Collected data

========

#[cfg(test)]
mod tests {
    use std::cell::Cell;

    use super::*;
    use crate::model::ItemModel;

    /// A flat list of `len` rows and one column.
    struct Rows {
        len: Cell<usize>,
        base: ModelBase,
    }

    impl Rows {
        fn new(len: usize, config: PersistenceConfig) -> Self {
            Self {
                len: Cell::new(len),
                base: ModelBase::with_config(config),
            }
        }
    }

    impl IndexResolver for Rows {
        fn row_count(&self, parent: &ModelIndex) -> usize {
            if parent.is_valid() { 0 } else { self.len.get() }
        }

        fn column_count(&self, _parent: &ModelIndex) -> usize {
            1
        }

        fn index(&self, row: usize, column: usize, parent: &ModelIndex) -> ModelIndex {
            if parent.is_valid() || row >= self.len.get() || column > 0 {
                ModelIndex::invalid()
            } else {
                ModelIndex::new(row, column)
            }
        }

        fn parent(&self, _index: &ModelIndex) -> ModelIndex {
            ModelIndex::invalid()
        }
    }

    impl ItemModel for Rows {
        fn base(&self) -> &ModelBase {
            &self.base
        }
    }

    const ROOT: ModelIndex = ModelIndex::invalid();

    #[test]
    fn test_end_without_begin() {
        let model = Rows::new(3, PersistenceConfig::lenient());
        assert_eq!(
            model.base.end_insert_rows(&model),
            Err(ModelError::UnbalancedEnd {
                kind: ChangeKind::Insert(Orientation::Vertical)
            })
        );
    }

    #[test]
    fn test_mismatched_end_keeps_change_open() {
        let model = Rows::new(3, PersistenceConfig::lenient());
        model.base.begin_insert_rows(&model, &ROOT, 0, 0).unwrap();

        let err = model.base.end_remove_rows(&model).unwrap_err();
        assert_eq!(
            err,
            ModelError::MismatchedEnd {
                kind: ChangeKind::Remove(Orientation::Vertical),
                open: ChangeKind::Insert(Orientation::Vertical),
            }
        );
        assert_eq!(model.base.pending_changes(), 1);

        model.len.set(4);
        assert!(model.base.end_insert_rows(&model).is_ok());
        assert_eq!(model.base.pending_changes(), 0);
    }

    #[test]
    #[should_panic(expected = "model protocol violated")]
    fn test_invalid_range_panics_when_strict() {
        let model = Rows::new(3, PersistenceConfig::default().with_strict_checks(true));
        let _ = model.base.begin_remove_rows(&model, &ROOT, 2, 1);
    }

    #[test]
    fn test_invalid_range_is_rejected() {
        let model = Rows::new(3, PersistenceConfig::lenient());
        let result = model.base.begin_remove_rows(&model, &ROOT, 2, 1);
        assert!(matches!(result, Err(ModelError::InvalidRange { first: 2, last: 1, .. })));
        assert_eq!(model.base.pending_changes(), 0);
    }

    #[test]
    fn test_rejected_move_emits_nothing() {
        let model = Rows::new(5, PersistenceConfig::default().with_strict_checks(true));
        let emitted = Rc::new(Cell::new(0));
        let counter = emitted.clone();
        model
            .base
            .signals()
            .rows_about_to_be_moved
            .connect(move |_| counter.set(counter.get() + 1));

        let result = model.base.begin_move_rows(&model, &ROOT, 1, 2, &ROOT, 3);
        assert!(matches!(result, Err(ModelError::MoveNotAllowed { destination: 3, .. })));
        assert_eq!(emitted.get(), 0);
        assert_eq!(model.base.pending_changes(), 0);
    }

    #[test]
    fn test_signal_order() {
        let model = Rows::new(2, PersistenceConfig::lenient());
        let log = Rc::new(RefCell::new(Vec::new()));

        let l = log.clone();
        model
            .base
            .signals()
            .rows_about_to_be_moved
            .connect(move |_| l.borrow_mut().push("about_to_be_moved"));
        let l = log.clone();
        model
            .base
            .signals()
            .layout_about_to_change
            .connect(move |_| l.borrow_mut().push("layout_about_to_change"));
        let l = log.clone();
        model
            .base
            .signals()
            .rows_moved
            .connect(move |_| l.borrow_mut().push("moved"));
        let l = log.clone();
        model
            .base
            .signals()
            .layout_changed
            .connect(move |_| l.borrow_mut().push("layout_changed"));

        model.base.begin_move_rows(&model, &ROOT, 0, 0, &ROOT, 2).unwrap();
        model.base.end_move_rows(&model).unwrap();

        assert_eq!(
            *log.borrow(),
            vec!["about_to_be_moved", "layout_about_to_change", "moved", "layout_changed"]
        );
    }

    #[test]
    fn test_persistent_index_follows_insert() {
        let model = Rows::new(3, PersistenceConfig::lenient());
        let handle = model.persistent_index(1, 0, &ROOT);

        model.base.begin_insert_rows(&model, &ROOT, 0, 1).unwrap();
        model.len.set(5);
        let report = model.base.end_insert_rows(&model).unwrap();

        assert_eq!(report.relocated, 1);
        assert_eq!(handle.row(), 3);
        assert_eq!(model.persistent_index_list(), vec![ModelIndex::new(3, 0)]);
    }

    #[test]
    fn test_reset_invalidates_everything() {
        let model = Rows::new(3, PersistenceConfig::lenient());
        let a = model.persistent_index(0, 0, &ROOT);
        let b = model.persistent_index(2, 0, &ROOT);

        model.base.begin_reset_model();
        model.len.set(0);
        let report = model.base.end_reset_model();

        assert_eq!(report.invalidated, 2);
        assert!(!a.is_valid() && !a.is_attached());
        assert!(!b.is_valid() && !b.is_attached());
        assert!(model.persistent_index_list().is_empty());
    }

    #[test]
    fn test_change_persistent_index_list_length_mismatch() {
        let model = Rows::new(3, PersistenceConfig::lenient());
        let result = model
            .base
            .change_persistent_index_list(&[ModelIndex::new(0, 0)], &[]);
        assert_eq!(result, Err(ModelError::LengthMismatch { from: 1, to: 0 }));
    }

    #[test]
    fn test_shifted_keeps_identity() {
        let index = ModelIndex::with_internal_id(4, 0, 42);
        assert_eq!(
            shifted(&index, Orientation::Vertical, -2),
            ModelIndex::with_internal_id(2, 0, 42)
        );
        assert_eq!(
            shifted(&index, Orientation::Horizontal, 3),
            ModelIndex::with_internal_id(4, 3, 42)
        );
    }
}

========

▶ [What is required] Go through the data above and find the lines with the word "matches". Copy each of those lines.

▶ [Task output]
        assert!(matches!(result, Err(ModelError::InvalidRange { first: 2, last: 1, .. })));
        assert!(matches!(result, Err(ModelError::MoveNotAllowed { destination: 3, .. })));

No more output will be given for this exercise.